▸ Task description
Use the entries below and reproduce exactly the lines from the one containing "warn!(requested = name, current" down to the one containing "result: Result<String, FetchError>)", both of them included.

Stored items:
★ ★ ★ ★ ★
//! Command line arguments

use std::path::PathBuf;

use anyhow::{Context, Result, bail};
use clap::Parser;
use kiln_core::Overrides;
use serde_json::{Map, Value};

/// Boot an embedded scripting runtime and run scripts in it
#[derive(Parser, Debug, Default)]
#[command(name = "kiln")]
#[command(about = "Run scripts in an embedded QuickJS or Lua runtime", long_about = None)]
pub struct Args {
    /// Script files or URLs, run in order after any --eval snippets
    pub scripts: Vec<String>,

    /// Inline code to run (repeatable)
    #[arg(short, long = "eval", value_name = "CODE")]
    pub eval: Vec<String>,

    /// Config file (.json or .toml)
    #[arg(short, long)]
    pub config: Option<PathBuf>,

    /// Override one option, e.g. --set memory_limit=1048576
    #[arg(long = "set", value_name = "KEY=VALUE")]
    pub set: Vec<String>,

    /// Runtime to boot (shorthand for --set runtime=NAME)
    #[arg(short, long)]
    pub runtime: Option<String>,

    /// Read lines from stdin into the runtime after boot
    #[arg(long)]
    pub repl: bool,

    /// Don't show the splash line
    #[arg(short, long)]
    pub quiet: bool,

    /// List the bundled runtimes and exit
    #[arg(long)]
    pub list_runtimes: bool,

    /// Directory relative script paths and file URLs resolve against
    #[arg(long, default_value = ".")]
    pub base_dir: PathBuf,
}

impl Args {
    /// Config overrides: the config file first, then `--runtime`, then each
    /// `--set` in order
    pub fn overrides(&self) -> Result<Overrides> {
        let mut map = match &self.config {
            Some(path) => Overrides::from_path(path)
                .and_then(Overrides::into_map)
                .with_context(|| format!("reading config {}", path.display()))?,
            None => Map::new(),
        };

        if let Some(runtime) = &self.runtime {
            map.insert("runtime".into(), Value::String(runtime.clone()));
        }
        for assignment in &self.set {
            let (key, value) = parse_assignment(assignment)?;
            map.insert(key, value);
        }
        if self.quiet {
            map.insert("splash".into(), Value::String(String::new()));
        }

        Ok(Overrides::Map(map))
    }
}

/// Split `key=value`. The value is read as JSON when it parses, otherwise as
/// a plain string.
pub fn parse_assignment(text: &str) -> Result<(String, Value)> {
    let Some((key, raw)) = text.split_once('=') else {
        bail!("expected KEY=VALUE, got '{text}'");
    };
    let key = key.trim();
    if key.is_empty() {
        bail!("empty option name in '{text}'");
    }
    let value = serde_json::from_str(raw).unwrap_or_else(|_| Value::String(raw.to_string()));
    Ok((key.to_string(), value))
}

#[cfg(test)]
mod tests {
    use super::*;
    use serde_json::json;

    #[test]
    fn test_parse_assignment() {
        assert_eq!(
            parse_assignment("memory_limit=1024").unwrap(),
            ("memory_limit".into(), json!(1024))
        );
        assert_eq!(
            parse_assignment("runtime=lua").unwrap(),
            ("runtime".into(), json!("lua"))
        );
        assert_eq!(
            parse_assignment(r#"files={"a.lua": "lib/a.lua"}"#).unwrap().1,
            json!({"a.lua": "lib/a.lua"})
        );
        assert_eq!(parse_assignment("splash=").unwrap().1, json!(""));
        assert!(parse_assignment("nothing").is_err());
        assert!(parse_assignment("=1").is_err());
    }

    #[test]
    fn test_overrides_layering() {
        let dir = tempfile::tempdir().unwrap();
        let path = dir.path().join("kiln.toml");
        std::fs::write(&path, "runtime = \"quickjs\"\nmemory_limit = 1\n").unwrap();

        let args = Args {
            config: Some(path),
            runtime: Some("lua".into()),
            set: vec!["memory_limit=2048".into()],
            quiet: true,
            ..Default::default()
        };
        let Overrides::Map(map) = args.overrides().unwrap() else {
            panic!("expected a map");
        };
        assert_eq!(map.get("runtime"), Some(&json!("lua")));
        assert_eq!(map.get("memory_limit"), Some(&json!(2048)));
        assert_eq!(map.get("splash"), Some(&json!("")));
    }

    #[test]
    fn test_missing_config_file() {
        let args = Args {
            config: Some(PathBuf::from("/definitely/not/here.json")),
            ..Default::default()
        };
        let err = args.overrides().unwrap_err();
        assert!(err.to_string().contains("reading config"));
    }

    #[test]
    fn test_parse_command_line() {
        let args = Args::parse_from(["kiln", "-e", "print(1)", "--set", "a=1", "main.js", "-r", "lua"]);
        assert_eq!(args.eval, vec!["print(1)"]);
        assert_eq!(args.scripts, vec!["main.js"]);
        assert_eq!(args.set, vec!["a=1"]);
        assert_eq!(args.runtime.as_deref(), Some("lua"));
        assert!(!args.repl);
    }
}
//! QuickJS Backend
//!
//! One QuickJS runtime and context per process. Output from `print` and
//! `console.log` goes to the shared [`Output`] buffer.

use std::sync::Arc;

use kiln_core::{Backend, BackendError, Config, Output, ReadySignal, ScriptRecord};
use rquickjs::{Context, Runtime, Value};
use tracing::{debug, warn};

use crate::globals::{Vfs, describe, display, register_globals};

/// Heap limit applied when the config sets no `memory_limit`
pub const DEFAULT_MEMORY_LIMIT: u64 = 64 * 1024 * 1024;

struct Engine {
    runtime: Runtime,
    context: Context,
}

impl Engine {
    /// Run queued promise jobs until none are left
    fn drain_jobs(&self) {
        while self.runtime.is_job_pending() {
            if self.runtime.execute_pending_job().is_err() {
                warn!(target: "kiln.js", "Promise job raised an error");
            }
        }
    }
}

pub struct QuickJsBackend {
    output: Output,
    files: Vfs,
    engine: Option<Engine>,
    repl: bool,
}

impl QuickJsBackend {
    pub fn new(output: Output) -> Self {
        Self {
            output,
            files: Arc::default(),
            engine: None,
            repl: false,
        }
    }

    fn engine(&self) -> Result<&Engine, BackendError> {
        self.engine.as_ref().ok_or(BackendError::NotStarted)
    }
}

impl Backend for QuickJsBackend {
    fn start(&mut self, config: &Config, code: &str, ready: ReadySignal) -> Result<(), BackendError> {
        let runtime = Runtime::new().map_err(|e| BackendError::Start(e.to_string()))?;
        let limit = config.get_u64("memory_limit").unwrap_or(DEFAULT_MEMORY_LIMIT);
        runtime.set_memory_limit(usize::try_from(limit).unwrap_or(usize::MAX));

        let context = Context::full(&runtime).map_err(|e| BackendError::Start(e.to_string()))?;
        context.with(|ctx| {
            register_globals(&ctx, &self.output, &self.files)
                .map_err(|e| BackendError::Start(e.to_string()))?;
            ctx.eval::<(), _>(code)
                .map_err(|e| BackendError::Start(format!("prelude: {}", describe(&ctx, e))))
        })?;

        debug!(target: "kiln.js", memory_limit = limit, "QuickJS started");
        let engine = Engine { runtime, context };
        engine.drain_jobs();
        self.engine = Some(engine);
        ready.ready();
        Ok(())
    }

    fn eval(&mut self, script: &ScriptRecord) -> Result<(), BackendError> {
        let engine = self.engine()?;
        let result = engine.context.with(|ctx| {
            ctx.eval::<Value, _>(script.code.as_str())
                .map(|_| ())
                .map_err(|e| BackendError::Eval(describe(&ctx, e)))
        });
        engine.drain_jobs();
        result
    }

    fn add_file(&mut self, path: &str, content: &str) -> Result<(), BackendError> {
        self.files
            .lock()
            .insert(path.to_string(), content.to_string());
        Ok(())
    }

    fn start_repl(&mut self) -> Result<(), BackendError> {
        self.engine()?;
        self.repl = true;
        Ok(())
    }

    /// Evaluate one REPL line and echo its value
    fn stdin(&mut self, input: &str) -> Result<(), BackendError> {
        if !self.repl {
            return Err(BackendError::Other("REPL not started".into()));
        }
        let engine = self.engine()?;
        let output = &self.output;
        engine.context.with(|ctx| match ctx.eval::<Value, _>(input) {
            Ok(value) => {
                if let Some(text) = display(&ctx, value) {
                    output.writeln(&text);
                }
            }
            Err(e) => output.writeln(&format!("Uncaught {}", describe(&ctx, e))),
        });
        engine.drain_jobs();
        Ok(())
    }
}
★ ★ ★ ★ ★
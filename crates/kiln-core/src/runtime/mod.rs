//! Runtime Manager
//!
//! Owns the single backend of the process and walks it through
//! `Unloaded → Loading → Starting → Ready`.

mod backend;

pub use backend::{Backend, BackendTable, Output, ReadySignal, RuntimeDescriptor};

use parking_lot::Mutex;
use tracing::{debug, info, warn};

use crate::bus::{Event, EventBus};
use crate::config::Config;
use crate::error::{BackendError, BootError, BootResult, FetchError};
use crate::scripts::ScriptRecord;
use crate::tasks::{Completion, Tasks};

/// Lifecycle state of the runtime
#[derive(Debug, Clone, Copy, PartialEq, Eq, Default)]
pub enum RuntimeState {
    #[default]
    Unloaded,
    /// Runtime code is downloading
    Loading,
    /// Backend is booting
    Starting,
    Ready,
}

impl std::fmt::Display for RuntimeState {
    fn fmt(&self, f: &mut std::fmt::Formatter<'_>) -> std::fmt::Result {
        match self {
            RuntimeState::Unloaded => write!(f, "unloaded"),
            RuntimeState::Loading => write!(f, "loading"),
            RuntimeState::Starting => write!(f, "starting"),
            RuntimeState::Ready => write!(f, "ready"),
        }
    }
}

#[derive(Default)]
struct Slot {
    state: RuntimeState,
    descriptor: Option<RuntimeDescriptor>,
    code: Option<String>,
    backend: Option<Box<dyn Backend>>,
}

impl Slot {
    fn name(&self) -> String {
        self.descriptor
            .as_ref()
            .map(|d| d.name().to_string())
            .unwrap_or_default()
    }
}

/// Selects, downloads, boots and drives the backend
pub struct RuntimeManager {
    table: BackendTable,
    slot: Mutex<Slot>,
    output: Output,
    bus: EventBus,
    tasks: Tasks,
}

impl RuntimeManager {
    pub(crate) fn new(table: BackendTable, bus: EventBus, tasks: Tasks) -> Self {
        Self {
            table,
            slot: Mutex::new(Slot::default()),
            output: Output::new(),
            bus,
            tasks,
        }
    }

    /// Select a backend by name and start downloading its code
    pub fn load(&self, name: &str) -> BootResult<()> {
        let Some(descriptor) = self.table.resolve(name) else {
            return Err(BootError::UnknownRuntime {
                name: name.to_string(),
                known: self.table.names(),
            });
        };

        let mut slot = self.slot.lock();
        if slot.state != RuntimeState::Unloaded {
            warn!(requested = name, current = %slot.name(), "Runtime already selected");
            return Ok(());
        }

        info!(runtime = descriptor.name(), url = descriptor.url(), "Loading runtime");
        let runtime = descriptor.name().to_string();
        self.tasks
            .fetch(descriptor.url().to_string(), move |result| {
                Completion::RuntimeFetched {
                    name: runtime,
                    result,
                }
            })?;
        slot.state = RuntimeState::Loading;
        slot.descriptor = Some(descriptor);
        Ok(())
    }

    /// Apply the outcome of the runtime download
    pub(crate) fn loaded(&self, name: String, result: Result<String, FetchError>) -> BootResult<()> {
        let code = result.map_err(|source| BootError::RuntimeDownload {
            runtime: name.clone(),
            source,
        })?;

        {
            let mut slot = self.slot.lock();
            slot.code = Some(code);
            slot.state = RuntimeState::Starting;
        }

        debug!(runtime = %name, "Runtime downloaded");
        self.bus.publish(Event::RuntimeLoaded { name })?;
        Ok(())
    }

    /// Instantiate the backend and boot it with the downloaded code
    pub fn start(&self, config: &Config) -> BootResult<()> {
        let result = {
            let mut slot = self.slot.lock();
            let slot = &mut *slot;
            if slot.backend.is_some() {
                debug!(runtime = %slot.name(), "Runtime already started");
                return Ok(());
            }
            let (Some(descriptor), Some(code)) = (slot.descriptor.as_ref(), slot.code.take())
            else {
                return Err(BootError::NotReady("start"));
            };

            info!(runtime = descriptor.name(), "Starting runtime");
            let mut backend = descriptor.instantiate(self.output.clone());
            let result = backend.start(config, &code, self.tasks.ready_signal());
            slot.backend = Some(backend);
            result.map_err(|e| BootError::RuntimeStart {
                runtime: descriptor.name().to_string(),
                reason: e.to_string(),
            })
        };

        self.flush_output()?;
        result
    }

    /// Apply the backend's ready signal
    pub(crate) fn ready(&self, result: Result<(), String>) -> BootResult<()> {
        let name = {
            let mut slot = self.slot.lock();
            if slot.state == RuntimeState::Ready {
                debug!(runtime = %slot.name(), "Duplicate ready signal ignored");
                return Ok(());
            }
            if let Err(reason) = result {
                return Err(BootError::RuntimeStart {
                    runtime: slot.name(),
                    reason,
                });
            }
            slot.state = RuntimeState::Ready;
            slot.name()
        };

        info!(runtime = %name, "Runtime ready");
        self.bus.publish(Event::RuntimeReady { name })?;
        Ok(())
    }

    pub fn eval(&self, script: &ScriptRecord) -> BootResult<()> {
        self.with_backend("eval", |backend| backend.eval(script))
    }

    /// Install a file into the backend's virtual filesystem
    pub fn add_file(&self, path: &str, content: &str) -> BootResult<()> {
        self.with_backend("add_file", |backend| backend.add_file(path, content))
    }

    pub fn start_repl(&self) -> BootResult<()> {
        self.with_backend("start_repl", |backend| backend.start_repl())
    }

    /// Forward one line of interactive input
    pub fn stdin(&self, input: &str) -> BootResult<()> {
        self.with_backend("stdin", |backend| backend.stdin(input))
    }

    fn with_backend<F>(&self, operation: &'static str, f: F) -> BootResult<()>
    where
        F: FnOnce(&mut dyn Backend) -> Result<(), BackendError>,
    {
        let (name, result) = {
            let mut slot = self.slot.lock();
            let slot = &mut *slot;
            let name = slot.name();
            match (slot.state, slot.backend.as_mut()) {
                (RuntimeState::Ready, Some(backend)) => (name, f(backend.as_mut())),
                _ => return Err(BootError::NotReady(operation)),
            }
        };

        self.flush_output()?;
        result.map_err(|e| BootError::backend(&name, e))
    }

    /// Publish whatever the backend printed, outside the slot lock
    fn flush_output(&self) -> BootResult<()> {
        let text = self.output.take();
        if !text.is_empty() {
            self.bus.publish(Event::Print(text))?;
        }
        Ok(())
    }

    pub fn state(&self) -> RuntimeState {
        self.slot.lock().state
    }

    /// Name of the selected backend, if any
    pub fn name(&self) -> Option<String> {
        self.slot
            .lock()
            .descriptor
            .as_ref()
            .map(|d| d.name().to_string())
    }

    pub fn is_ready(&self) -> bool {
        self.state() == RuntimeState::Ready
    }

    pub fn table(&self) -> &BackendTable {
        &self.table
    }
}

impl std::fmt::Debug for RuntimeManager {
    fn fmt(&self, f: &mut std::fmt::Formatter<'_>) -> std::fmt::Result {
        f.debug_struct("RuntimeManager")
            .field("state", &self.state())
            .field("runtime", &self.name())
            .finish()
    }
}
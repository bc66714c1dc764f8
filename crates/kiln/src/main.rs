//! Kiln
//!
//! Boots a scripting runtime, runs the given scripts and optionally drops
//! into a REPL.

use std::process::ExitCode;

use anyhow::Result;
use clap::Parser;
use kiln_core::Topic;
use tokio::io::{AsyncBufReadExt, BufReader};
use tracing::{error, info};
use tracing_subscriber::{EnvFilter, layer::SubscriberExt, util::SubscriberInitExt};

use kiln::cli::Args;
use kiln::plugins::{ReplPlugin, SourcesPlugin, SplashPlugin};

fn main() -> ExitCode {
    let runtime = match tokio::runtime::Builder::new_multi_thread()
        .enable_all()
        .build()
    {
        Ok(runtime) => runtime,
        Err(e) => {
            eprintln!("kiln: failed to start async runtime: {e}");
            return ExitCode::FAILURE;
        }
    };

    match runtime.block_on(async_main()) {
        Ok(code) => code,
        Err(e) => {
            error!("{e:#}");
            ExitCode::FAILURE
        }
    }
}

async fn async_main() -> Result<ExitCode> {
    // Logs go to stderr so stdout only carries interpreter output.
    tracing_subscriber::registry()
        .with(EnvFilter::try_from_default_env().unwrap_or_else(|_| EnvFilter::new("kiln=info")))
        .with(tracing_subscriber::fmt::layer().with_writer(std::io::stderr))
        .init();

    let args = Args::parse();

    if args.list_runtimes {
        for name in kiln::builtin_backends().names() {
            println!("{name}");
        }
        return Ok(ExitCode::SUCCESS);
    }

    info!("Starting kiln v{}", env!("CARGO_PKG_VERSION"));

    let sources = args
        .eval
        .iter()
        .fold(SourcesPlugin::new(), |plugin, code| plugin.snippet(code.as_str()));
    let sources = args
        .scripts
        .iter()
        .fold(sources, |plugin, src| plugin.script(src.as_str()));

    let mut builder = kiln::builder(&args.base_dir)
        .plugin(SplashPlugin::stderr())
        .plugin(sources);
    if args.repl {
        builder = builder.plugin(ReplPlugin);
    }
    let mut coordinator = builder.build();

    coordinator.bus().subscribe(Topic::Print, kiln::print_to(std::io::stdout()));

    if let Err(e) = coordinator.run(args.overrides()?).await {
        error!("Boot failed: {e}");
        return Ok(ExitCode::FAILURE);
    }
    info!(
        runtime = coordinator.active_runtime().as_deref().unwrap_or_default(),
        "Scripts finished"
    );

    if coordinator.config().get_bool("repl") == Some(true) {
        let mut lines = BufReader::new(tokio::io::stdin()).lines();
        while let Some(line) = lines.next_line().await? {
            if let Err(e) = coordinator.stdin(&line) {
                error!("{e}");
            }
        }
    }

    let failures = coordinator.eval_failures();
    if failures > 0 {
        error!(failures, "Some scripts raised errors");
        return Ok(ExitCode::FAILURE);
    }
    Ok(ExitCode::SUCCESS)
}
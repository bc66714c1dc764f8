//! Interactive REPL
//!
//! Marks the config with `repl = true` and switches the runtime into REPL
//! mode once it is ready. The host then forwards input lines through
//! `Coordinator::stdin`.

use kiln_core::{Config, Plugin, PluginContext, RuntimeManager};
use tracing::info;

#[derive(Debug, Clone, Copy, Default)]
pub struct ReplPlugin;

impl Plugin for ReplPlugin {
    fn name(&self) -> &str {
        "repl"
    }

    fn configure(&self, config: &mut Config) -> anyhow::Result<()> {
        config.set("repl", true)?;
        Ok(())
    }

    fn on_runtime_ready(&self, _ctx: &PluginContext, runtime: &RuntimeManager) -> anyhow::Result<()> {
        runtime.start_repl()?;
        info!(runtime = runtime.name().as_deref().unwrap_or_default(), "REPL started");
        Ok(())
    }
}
★ ★ ★ ★ ★
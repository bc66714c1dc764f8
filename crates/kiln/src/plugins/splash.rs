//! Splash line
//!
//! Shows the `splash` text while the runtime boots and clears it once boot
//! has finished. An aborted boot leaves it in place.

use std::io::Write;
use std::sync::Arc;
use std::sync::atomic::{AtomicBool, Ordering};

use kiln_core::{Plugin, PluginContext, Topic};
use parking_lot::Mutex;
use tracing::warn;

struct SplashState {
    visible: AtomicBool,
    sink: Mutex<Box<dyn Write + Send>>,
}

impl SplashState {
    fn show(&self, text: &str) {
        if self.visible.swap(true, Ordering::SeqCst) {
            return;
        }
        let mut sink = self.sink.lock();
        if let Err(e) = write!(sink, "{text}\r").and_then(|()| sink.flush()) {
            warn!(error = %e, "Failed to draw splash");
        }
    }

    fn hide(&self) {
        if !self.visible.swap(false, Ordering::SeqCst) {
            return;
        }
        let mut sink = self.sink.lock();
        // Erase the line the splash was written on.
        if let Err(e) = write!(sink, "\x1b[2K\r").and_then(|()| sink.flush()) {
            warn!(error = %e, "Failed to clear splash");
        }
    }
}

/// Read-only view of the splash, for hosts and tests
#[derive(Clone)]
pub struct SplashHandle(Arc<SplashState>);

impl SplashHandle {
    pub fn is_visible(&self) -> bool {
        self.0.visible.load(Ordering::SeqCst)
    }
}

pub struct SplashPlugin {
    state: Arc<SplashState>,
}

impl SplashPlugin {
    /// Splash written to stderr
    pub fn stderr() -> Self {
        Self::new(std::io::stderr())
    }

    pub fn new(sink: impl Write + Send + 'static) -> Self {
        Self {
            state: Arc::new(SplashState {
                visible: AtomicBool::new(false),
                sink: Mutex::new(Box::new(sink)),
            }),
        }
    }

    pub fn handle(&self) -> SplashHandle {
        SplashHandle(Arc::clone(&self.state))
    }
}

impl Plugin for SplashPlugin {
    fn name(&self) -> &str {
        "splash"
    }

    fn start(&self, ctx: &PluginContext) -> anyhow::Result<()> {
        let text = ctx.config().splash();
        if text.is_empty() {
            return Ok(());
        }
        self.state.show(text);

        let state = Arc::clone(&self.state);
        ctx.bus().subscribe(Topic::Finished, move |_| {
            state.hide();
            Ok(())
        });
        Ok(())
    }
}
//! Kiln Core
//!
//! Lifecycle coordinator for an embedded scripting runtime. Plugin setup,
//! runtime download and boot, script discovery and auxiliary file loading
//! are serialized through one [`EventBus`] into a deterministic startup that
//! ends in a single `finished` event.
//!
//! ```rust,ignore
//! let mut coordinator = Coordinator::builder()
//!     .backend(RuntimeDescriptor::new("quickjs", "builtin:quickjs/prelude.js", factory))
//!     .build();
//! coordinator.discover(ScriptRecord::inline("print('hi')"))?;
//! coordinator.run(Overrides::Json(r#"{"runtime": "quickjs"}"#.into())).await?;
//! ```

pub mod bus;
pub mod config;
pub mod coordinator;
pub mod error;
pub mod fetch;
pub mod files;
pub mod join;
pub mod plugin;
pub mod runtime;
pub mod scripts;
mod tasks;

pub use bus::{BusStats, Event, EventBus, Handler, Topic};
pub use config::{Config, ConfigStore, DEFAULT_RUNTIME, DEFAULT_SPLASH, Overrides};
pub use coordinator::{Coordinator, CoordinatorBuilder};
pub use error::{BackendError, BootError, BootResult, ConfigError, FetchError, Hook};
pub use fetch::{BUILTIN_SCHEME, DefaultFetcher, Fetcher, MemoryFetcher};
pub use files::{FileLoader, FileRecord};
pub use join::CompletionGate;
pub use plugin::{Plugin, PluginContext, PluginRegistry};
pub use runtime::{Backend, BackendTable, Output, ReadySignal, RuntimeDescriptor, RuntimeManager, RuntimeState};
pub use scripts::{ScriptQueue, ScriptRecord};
★ ★ ★ ★ ★
▸ Solution for this exercise
            warn!(requested = name, current = %slot.name(), "Runtime already selected");
            return Ok(());
        }

        info!(runtime = descriptor.name(), url = descriptor.url(), "Loading runtime");
        let runtime = descriptor.name().to_string();
        self.tasks
            .fetch(descriptor.url().to_string(), move |result| {
                Completion::RuntimeFetched {
                    name: runtime,
                    result,
                }
            })?;
        slot.state = RuntimeState::Loading;
        slot.descriptor = Some(descriptor);
        Ok(())
    }

    /// Apply the outcome of the runtime download
    pub(crate) fn loaded(&self, name: String, result: Result<String, FetchError>) -> BootResult<()> {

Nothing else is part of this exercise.